#### INSTRUCTIONS TO FOLLOW
Every line below needs to be reproduced exactly.

======

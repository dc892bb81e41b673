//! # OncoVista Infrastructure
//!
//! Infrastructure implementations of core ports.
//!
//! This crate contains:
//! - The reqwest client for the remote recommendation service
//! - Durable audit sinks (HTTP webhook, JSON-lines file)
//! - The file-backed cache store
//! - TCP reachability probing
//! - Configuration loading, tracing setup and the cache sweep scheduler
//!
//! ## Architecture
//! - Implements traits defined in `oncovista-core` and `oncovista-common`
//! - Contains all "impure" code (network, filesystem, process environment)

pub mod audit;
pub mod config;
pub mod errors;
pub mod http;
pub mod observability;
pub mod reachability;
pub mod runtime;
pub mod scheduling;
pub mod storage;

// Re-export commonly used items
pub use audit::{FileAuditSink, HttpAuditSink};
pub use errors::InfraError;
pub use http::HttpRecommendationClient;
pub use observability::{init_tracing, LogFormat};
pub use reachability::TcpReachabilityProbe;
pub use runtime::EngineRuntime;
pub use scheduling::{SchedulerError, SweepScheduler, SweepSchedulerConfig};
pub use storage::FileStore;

======

#### TASK OUTPUT
repository dc892bb81e41b673
//! # OncoVista Infrastructure
//!
//! Infrastructure implementations of core ports.
//!
//! This crate contains:
//! - The reqwest client for the remote recommendation service
//! - Durable audit sinks (HTTP webhook, JSON-lines file)
//! - The file-backed cache store
//! - TCP reachability probing
//! - Configuration loading, tracing setup and the cache sweep scheduler
//!
//! ## Architecture
//! - Implements traits defined in `oncovista-core` and `oncovista-common`
//! - Contains all "impure" code (network, filesystem, process environment)

pub mod audit;
pub mod config;
pub mod errors;
pub mod http;
pub mod observability;
pub mod reachability;
pub mod runtime;
pub mod scheduling;
pub mod storage;

// Re-export commonly used items
pub use audit::{FileAuditSink, HttpAuditSink};
pub use errors::InfraError;
pub use http::HttpRecommendationClient;
pub use observability::{init_tracing, LogFormat};
pub use reachability::TcpReachabilityProbe;
pub use runtime::EngineRuntime;
pub use scheduling::{SchedulerError, SweepScheduler, SweepSchedulerConfig};
pub use storage::FileStore;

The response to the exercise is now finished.